- Tjeerd Wiersma/Flickr
- Shake Shack reported third-quarter earnings Monday that missed analyst expectations for same-store sales. The company said its transition to Grubhub as its only delivery partner contributed to the dip.
- Shares fell more than 19% on the news Tuesday, the largest single-day drop for Shake Shack.
- The company cautioned that there would be more volatility ahead due to the Grubhub transition, but said that it expects to see financial benefits over time.
- Watch Shake Shack trade live on Markets Insider.
Shares of Shake Shack tanked Tuesday morning, falling as much as 19.57% after the restaurant chain reported third-quarter earnings Monday that showed disappointing same-store sales, partially influenced by the company’s partnership with Grubhub.
The fall is the largest single-day drop for Shake Shack, which went public in 2015.
“We believe the transition to GrubHub caused some noise in our Q3 numbers,” said Shake Shack’s CEO Randy Garutti on a call with analysts Monday. The transition will “certainly have an impact through the fourth quarter and into next year.”
Here’s what the company reported, versus what analysts surveyed by Bloomberg expected:
- Earnings per share: 26 cents, adjusted, versus 20 cents (expected)
- Revenue: $157.8 million, versus $157.9 million (expected)
- Same-store sales: +2%, versus +2.9% (expected)
Shake Shack announced that it would start using Grubhub as its only delivery service at the end of the second quarter. In the third quarter, the company began removing itself from other delivery platforms such as DoorDash, Postmates, and Caviar.

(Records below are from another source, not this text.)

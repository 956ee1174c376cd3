//! Per-slot content synchronization engine.
//!
//! Reconciles two independently mutating sources of truth, the document
//! value store and a live editing surface, under synchronous and possibly
//! overlapping events, with exactly-once propagation in both directions:
//!
//! - external value push: store -> surface, via one atomic content
//!   replacement, guarded so the surface's resulting change notification is
//!   not echoed back into the store;
//! - surface-originated edit: surface -> store, forwarded once with the
//!   surface's full resulting content.
//!
//! Echo and idempotence checks compare against a `last_seen` mirror of the
//! surface content owned by the engine, so a surface-originated write that
//! synchronously re-notifies the engine never re-enters the surface.

use std::cell::{Cell, RefCell};
use std::rc::Rc;

use tracing::{debug, warn};

use crate::core::slot::SlotId;
use crate::core::surface::{EditingSurface, Geometry, SurfaceConfig, SurfaceInitError};
use crate::services::document::{DocumentStore, Subscription};

/// Reentrancy guard, one per engine. `Disposed` doubles as the liveness
/// check suppressing stale notifications delivered after teardown.
#[derive(Debug, Clone, Copy, PartialEq, Eq)]
pub enum SyncGuard {
    Idle,
    ApplyingExternal,
    Disposed,
}

#[derive(Debug, Clone, Copy, PartialEq, Eq)]
pub enum SyncPhase {
    Unmounted,
    /// Also the resting state after a failed surface init: the slot renders
    /// degraded and only a close/reopen produces a fresh mount.
    Mounting,
    Synced,
    Disposed,
}

struct EngineShared {
    key: String,
    guard: Cell<SyncGuard>,
    /// Mirror of the surface content: updated on every accepted surface
    /// change and every applied external push.
    last_seen: RefCell<String>,
    unsynced: Cell<bool>,
    store: Rc<dyn DocumentStore>,
    on_blur: RefCell<Option<Rc<dyn Fn()>>>,
}

pub struct SyncEngine<S: EditingSurface + 'static> {
    slot: SlotId,
    shared: Rc<EngineShared>,
    surface: Option<Rc<RefCell<S>>>,
    store_sub: Option<Subscription>,
    phase: SyncPhase,
    autofocus: bool,
}

impl<S: EditingSurface + 'static> SyncEngine<S> {
    pub fn new(slot: SlotId, store: Rc<dyn DocumentStore>) -> Self {
        let key = slot.encode();
        Self {
            slot,
            shared: Rc::new(EngineShared {
                key,
                guard: Cell::new(SyncGuard::Idle),
                last_seen: RefCell::new(String::new()),
                unsynced: Cell::new(false),
                store,
                on_blur: RefCell::new(None),
            }),
            surface: None,
            store_sub: None,
            phase: SyncPhase::Unmounted,
            autofocus: false,
        }
    }

    pub fn with_autofocus(mut self, autofocus: bool) -> Self {
        self.autofocus = autofocus;
        self
    }

    pub fn slot(&self) -> &SlotId {
        &self.slot
    }

    pub fn phase(&self) -> SyncPhase {
        self.phase
    }

    /// True when the last surface-originated write was rejected by the
    /// store; content stays visible in the surface but is not persisted.
    pub fn is_unsynced(&self) -> bool {
        self.shared.unsynced.get()
    }

    pub fn set_on_blur(&self, callback: impl Fn() + 'static) {
        *self.shared.on_blur.borrow_mut() = Some(Rc::new(callback));
    }

    pub fn surface(&self) -> Option<&Rc<RefCell<S>>> {
        self.surface.as_ref()
    }

    /// Mounts the slot: reads the current document value (empty default),
    /// builds the surface seeded with it, and wires both directions.
    /// Idempotent: a second call while a handle exists (or after a failed
    /// init, or after dispose) is a no-op.
    pub fn mount(
        &mut self,
        init: impl FnOnce(&str) -> Result<S, SurfaceInitError>,
    ) -> Result<(), SurfaceInitError> {
        if self.phase != SyncPhase::Unmounted {
            return Ok(());
        }
        self.phase = SyncPhase::Mounting;

        let seed = self
            .shared
            .store
            .get(&self.shared.key)
            .unwrap_or_default();
        let surface = match init(&seed) {
            Ok(surface) => Rc::new(RefCell::new(surface)),
            Err(err) => {
                warn!(slot = %self.slot, error = %err, "surface init failed; slot degraded");
                return Err(err);
            }
        };
        *self.shared.last_seen.borrow_mut() = seed;

        // Surface -> store: forward accepted edits exactly once.
        {
            let shared = Rc::clone(&self.shared);
            surface
                .borrow_mut()
                .subscribe_change(Rc::new(move |text: &str| match shared.guard.get() {
                    SyncGuard::ApplyingExternal | SyncGuard::Disposed => {}
                    SyncGuard::Idle => {
                        *shared.last_seen.borrow_mut() = text.to_string();
                        match shared.store.set(&shared.key, text) {
                            Ok(()) => shared.unsynced.set(false),
                            Err(err) => {
                                shared.unsynced.set(true);
                                warn!(key = %shared.key, error = %err, "document write failed; content kept locally");
                            }
                        }
                    }
                }));
        }

        // Blur: forwarded verbatim to the registered callback, if any.
        {
            let shared = Rc::clone(&self.shared);
            surface.borrow_mut().subscribe_blur(Rc::new(move || {
                if shared.guard.get() == SyncGuard::Disposed {
                    return;
                }
                let callback = shared.on_blur.borrow().clone();
                if let Some(callback) = callback {
                    callback();
                }
            }));
        }

        // Store -> surface: apply external pushes under the guard.
        let store_sub = {
            let shared = Rc::clone(&self.shared);
            let surface = Rc::clone(&surface);
            self.shared.store.subscribe(
                &self.shared.key,
                Box::new(move |value: &str| {
                    if shared.guard.get() == SyncGuard::Disposed {
                        return;
                    }
                    let unchanged = *shared.last_seen.borrow() == value;
                    if unchanged {
                        return;
                    }
                    shared.guard.set(SyncGuard::ApplyingExternal);
                    surface.borrow_mut().replace_contents(value);
                    *shared.last_seen.borrow_mut() = value.to_string();
                    shared.guard.set(SyncGuard::Idle);
                }),
            )
        };
        self.store_sub = Some(store_sub);

        if self.autofocus {
            surface.borrow_mut().focus();
        }
        self.surface = Some(surface);
        self.phase = SyncPhase::Synced;
        debug!(slot = %self.slot, "slot mounted");
        Ok(())
    }

    /// Pushes display options into the surface. Content and guard untouched.
    pub fn apply_config(&self, config: &SurfaceConfig) {
        if let Some(surface) = &self.surface {
            surface.borrow_mut().apply_config(config);
        }
    }

    /// Asks the surface to re-flow to new container geometry.
    pub fn reflow(&self, geometry: Geometry) {
        if let Some(surface) = &self.surface {
            surface.borrow_mut().reflow(geometry);
        }
    }

    pub fn blur(&self) {
        if let Some(surface) = &self.surface {
            surface.borrow_mut().blur();
        }
    }

    /// Terminal. Suppresses in-flight notifications via the disposed
    /// sentinel, releases the store subscription, and disposes the surface.
    /// Safe to call before mount and more than once.
    pub fn dispose(&mut self) {
        if self.phase == SyncPhase::Disposed {
            return;
        }
        self.shared.guard.set(SyncGuard::Disposed);
        self.store_sub = None;
        if let Some(surface) = self.surface.take() {
            surface.borrow_mut().dispose();
        }
        self.phase = SyncPhase::Disposed;
        debug!(slot = %self.slot, "slot disposed");
    }
}

/// Release on every exit path: dropping the engine disposes the slot.
impl<S: EditingSurface + 'static> Drop for SyncEngine<S> {
    fn drop(&mut self) {
        self.dispose();
    }
}

#[cfg(test)]
#[path = "../../tests/unit/sync/engine.rs"]
mod tests;
//! Application layer: workbench tab host and layout description.

pub mod layout;
pub mod workbench;

pub use layout::{default_layout, GroupSpec, LayoutSpec};
pub use workbench::{default_registry, OpenTab, TabGroup, Workbench};
//! Editing surface capability contract.
//!
//! Any text-editing widget that can be seeded, atomically replaced, observed
//! for content changes and blur, reflowed, and disposed satisfies this
//! contract and can sit under a [`crate::sync::SyncEngine`].

use std::rc::Rc;

use slotmap::new_key_type;
use thiserror::Error;

new_key_type! {
    /// Key handed back by listener registration, usable for removal.
    pub struct ListenerKey;
}

/// Measured geometry of the hosting container, in terminal cells.
#[derive(Debug, Clone, Copy, PartialEq, Eq, Default)]
pub struct Geometry {
    pub width: u16,
    pub height: u16,
}

impl Geometry {
    pub fn new(width: u16, height: u16) -> Self {
        Self { width, height }
    }
}

/// Display options pushed into a surface without affecting content.
#[derive(Debug, Clone, PartialEq, Eq)]
pub struct SurfaceConfig {
    pub show_line_numbers: bool,
    pub tab_width: u8,
}

impl Default for SurfaceConfig {
    fn default() -> Self {
        Self {
            show_line_numbers: true,
            tab_width: 4,
        }
    }
}

#[derive(Debug, Error)]
#[error("editing surface failed to initialize: {0}")]
pub struct SurfaceInitError(pub String);

/// Content-change listeners receive the surface's full resulting content.
pub type ChangeListener = Rc<dyn Fn(&str)>;
pub type BlurListener = Rc<dyn Fn()>;

pub trait EditingSurface {
    fn contents(&self) -> String;

    /// Atomic full-content replacement. Must preserve the surface's internal
    /// undo history and keep the cursor restorable (clamped to the new
    /// content), and must notify change listeners exactly once.
    fn replace_contents(&mut self, text: &str);

    fn subscribe_change(&mut self, listener: ChangeListener) -> ListenerKey;

    fn subscribe_blur(&mut self, listener: BlurListener) -> ListenerKey;

    fn unsubscribe(&mut self, key: ListenerKey);

    fn apply_config(&mut self, config: &SurfaceConfig);

    /// Re-flow to new container geometry. Never touches content.
    fn reflow(&mut self, geometry: Geometry);

    fn focus(&mut self);

    /// Fires blur listeners. Called by the host when focus leaves the slot.
    fn blur(&mut self);

    /// Terminal. Releases listeners; later calls on the surface are no-ops.
    fn dispose(&mut self);
}
//! Project state store: single-writer dispatch over synchronous, total,
//! deterministic reducers.

use tracing::debug;

use super::{Action, Effect, FilesAction, ProjectState};

pub struct DispatchResult {
    pub effects: Vec<Effect>,
    pub state_changed: bool,
}

impl DispatchResult {
    fn unchanged() -> Self {
        Self {
            effects: Vec::new(),
            state_changed: false,
        }
    }

    fn changed(state_changed: bool) -> Self {
        Self {
            effects: Vec::new(),
            state_changed,
        }
    }
}

pub struct Store {
    state: ProjectState,
}

impl Store {
    pub fn new(state: ProjectState) -> Self {
        Self { state }
    }

    pub fn state(&self) -> &ProjectState {
        &self.state
    }

    pub fn dispatch(&mut self, action: Action) -> DispatchResult {
        match action {
            Action::Files(files_action) => self.reduce_files(files_action),
            Action::UndoFiles => DispatchResult::changed(self.state.files.undo()),
            Action::RedoFiles => DispatchResult::changed(self.state.files.redo()),
            Action::SetColorScheme(scheme) => {
                let changed = self.state.color_scheme != scheme;
                self.state.color_scheme = scheme;
                DispatchResult::changed(changed)
            }
            Action::SetLocale(locale) => {
                let changed = self.state.locale != locale;
                self.state.locale = locale;
                DispatchResult::changed(changed)
            }
            Action::OpenSlot(slot) => {
                // Panel slots (empty name) are not project files.
                let state_changed = if slot.name().is_empty() {
                    false
                } else {
                    let name = slot.encode().into();
                    self.state.files.record_with(|files| files.insert(name))
                };
                debug!(slot = %slot, state_changed, "open slot");
                DispatchResult {
                    effects: vec![Effect::OpenTab(slot)],
                    state_changed,
                }
            }
            Action::CloseSlot(slot) => DispatchResult {
                effects: vec![Effect::CloseTab(slot)],
                state_changed: false,
            },
            Action::Tick => DispatchResult::unchanged(),
        }
    }

    fn reduce_files(&mut self, action: FilesAction) -> DispatchResult {
        let state_changed = match action {
            FilesAction::Add { name } => self
                .state
                .files
                .record_with(|files| files.insert(name)),
            FilesAction::Remove { name } => self
                .state
                .files
                .record_with(|files| files.remove(&name)),
            FilesAction::Rename { from, to } => self
                .state
                .files
                .record_with(|files| files.rename(&from, to)),
        };
        DispatchResult::changed(state_changed)
    }
}

#[cfg(test)]
#[path = "../../tests/unit/kernel/store.rs"]
mod tests;
//! Headless application core (state/action/effect).

pub mod action;
pub mod effect;
pub mod state;
pub mod store;
pub mod undo;

pub use action::{Action, FilesAction};
pub use effect::Effect;
pub use state::{ColorScheme, FileMeta, FilesState, Locale, ProjectState};
pub use store::{DispatchResult, Store};
pub use undo::Undoable;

During this process, Shake Shack expects delivery revenue to take a hit. It also lowered its guidance for same-store sales for the full year 2019 to 1.5% from 2% because of the transition.
“With the uncertainty around the short- to mid-term financial impact of our delivery transition, there remains more inherent risk in our fourth-quarter performance than would typically be the case at this stage in the year,” said Tara Comonte, Shake Shack’s chief financial officer, during the company’s earnings call.
Still, the company expects to see a boost from the partnership with Grubhub over time.
“We’ll gradually see some financial benefit as our new economic terms with Grub start flowing through our financials,” Comonte said.
Shake Shack is up 85% year-to-date, through Monday’s close.